(THE RECORDS begins)
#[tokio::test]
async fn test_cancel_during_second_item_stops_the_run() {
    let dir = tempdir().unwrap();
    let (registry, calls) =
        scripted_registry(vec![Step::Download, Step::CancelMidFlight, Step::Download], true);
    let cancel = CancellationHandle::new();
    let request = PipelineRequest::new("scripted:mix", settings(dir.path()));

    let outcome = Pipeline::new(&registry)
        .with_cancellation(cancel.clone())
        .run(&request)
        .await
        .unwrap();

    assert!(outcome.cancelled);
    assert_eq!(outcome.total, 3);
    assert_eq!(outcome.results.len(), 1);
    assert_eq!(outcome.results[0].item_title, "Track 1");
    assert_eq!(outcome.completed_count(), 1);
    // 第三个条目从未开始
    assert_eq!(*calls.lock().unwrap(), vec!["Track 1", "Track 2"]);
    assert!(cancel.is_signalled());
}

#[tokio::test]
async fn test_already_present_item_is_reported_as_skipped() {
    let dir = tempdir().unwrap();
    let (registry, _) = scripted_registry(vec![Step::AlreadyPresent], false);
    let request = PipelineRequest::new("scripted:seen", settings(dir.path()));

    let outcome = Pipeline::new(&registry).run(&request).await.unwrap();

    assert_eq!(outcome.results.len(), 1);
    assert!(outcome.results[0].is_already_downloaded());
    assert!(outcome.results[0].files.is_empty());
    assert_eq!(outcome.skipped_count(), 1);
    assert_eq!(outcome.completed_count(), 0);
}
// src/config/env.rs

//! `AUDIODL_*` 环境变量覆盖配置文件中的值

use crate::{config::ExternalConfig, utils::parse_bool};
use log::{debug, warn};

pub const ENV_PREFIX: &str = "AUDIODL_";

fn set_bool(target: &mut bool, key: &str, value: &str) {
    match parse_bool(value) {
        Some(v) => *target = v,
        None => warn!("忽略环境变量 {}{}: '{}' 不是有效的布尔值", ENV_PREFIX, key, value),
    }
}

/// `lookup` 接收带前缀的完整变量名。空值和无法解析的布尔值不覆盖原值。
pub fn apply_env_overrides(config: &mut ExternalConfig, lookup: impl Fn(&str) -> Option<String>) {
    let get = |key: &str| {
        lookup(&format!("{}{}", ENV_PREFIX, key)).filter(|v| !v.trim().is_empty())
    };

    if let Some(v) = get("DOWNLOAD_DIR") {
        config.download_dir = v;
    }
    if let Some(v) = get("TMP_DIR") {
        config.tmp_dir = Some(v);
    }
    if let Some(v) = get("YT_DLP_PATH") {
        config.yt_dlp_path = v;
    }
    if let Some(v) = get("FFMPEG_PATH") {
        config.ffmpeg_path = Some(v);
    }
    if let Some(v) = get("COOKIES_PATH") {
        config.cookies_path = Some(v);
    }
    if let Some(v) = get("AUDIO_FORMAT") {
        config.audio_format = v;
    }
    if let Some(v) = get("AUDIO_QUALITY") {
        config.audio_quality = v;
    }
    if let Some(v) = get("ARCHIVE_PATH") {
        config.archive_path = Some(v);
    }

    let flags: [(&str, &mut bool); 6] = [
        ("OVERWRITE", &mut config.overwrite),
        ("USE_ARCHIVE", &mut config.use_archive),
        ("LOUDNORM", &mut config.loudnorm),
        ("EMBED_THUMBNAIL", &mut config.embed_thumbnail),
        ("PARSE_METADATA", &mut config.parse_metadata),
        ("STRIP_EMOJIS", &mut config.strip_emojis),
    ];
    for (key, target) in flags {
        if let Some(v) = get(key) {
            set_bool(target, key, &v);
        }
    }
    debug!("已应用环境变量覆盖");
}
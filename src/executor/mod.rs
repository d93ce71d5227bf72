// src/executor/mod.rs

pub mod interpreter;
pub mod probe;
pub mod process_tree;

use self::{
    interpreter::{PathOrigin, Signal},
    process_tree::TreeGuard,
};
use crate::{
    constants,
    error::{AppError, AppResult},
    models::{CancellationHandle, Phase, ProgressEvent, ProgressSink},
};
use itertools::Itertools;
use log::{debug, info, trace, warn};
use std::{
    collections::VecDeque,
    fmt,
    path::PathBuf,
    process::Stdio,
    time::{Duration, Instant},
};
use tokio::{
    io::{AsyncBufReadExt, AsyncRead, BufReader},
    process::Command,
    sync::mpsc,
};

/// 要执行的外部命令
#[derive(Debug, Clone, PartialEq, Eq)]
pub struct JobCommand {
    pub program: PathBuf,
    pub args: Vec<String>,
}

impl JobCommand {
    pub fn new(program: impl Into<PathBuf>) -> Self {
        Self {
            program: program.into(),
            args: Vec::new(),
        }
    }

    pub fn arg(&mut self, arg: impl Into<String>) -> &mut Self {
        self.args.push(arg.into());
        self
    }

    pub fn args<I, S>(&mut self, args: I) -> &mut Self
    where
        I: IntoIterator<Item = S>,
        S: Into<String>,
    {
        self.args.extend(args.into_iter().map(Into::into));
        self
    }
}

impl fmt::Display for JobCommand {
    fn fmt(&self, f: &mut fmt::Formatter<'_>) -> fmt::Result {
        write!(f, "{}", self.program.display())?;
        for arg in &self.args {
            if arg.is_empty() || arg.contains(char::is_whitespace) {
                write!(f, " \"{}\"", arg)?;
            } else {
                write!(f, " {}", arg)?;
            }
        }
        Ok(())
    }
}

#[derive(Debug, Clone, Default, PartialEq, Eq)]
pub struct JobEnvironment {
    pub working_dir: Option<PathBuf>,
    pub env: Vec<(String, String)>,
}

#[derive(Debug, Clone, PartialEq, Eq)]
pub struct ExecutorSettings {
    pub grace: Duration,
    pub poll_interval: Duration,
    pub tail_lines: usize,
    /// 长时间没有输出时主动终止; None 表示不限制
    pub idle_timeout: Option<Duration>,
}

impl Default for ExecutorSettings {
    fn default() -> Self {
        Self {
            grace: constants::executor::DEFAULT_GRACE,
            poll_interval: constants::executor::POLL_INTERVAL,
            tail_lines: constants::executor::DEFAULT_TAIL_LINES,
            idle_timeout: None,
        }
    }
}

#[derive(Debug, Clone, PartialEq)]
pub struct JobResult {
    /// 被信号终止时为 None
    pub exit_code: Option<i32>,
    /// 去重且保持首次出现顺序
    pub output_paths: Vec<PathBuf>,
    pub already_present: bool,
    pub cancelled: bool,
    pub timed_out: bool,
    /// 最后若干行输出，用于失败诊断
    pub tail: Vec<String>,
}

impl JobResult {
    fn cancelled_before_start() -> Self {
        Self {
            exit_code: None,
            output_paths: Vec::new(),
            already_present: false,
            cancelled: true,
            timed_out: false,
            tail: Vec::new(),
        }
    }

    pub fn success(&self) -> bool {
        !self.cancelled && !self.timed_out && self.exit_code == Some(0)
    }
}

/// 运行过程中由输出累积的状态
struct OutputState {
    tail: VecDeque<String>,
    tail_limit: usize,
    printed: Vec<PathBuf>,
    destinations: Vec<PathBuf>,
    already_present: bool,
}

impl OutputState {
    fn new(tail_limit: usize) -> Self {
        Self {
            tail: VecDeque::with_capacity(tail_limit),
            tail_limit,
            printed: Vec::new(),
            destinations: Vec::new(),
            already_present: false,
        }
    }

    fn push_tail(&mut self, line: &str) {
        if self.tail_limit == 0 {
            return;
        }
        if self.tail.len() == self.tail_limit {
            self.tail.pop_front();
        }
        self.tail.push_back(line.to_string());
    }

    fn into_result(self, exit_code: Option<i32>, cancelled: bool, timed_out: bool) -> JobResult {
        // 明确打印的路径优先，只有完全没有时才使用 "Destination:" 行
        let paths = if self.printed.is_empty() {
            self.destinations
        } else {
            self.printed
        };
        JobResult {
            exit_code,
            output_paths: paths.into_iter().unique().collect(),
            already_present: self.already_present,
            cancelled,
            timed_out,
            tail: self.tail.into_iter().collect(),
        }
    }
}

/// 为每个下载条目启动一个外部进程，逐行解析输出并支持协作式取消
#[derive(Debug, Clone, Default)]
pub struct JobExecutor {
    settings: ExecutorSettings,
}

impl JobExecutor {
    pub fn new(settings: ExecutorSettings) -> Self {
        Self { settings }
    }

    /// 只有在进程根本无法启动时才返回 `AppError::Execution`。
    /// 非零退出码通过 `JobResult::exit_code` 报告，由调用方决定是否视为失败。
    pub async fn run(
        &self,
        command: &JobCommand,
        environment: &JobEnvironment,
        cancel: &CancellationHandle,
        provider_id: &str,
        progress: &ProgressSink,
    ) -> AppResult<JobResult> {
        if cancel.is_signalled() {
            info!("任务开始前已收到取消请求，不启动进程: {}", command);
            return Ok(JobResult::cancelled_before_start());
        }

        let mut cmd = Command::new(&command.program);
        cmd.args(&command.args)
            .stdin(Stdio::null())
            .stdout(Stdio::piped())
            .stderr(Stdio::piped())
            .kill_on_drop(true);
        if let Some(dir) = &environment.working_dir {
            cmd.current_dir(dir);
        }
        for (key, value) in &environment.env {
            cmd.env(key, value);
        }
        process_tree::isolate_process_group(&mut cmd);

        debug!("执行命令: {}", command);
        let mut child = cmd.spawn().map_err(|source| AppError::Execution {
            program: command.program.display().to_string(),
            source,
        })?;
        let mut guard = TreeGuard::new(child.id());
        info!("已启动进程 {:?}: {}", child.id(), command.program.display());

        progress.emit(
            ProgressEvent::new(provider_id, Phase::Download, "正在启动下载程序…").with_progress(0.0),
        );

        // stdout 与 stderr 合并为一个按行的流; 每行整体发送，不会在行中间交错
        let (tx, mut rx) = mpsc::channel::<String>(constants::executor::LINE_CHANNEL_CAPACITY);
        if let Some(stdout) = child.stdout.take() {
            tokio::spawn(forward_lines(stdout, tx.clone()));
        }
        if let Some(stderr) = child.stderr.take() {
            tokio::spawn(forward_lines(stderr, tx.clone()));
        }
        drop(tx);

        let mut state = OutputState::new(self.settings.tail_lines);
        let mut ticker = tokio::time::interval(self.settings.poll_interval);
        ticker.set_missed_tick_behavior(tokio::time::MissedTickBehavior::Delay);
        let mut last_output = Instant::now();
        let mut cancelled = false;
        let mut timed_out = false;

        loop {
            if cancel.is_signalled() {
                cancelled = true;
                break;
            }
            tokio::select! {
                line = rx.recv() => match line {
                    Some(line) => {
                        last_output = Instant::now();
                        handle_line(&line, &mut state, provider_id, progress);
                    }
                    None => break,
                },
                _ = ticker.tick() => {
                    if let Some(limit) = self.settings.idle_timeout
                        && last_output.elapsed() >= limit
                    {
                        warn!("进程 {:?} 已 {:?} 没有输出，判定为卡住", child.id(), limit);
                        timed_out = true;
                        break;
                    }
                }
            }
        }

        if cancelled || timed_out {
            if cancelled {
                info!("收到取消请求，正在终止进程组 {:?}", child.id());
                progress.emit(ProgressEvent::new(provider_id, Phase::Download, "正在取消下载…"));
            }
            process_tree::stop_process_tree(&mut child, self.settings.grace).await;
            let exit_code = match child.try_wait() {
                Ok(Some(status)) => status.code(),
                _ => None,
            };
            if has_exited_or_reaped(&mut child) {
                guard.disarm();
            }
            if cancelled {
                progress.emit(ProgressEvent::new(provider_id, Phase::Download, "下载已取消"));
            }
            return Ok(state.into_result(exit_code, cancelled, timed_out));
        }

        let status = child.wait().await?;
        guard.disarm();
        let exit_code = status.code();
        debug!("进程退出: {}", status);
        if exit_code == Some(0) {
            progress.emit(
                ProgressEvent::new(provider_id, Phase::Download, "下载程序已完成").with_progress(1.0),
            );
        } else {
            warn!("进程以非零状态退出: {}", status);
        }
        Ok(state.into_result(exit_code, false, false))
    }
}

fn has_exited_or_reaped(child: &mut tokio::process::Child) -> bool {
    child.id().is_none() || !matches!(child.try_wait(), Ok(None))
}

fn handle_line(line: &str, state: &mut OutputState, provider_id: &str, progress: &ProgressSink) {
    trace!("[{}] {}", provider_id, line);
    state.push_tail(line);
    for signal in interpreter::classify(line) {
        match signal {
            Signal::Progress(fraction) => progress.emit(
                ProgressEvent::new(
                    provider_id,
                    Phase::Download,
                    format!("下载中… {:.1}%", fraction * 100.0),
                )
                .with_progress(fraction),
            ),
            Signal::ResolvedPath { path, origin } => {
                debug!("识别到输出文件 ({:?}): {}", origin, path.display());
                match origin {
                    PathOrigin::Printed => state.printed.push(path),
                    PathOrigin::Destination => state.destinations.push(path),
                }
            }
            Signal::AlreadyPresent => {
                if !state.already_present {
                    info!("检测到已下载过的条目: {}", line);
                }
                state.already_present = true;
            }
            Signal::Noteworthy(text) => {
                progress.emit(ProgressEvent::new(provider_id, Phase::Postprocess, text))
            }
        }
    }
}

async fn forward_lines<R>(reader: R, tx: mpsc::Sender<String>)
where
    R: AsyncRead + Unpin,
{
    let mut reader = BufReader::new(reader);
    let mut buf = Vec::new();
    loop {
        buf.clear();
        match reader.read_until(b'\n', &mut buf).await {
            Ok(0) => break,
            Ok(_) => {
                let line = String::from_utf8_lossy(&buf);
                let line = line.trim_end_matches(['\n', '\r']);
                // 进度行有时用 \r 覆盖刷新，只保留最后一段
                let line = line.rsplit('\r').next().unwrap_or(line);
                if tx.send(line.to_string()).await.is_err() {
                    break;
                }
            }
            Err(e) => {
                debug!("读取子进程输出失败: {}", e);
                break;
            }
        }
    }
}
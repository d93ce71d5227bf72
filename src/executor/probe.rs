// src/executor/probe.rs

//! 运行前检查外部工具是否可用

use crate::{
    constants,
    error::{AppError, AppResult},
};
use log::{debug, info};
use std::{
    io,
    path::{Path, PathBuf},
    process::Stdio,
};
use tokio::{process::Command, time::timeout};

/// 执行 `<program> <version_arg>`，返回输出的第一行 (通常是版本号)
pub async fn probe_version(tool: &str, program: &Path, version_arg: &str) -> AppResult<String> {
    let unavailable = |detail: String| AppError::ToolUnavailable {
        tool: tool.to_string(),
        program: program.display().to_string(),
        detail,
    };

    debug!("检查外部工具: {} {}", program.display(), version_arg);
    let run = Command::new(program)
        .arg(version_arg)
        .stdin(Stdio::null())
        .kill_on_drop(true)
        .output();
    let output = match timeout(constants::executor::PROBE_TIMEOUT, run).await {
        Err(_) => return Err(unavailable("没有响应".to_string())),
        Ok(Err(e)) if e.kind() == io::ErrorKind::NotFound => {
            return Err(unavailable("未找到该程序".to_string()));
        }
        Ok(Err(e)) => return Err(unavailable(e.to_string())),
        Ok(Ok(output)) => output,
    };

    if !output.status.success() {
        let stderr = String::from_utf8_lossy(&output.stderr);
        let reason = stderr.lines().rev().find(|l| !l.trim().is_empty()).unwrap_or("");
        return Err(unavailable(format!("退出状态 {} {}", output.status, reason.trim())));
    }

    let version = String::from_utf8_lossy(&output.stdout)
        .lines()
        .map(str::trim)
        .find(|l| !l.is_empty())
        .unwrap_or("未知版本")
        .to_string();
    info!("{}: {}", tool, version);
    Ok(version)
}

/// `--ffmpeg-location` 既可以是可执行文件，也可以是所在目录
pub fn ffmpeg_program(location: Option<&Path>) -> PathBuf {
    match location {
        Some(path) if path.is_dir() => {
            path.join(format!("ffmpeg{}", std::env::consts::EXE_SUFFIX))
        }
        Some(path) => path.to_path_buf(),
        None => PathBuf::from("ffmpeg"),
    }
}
(THE RECORDS ends)
__WORK TASK__
Start with the first line of the data and print every line exactly. The line containing "Step::CancelMidFlight, Step::Download], true);" is the last one to include.

__ANSWER SPACE__
#[tokio::test]
async fn test_cancel_during_second_item_stops_the_run() {
    let dir = tempdir().unwrap();
    let (registry, calls) =
        scripted_registry(vec![Step::Download, Step::CancelMidFlight, Step::Download], true);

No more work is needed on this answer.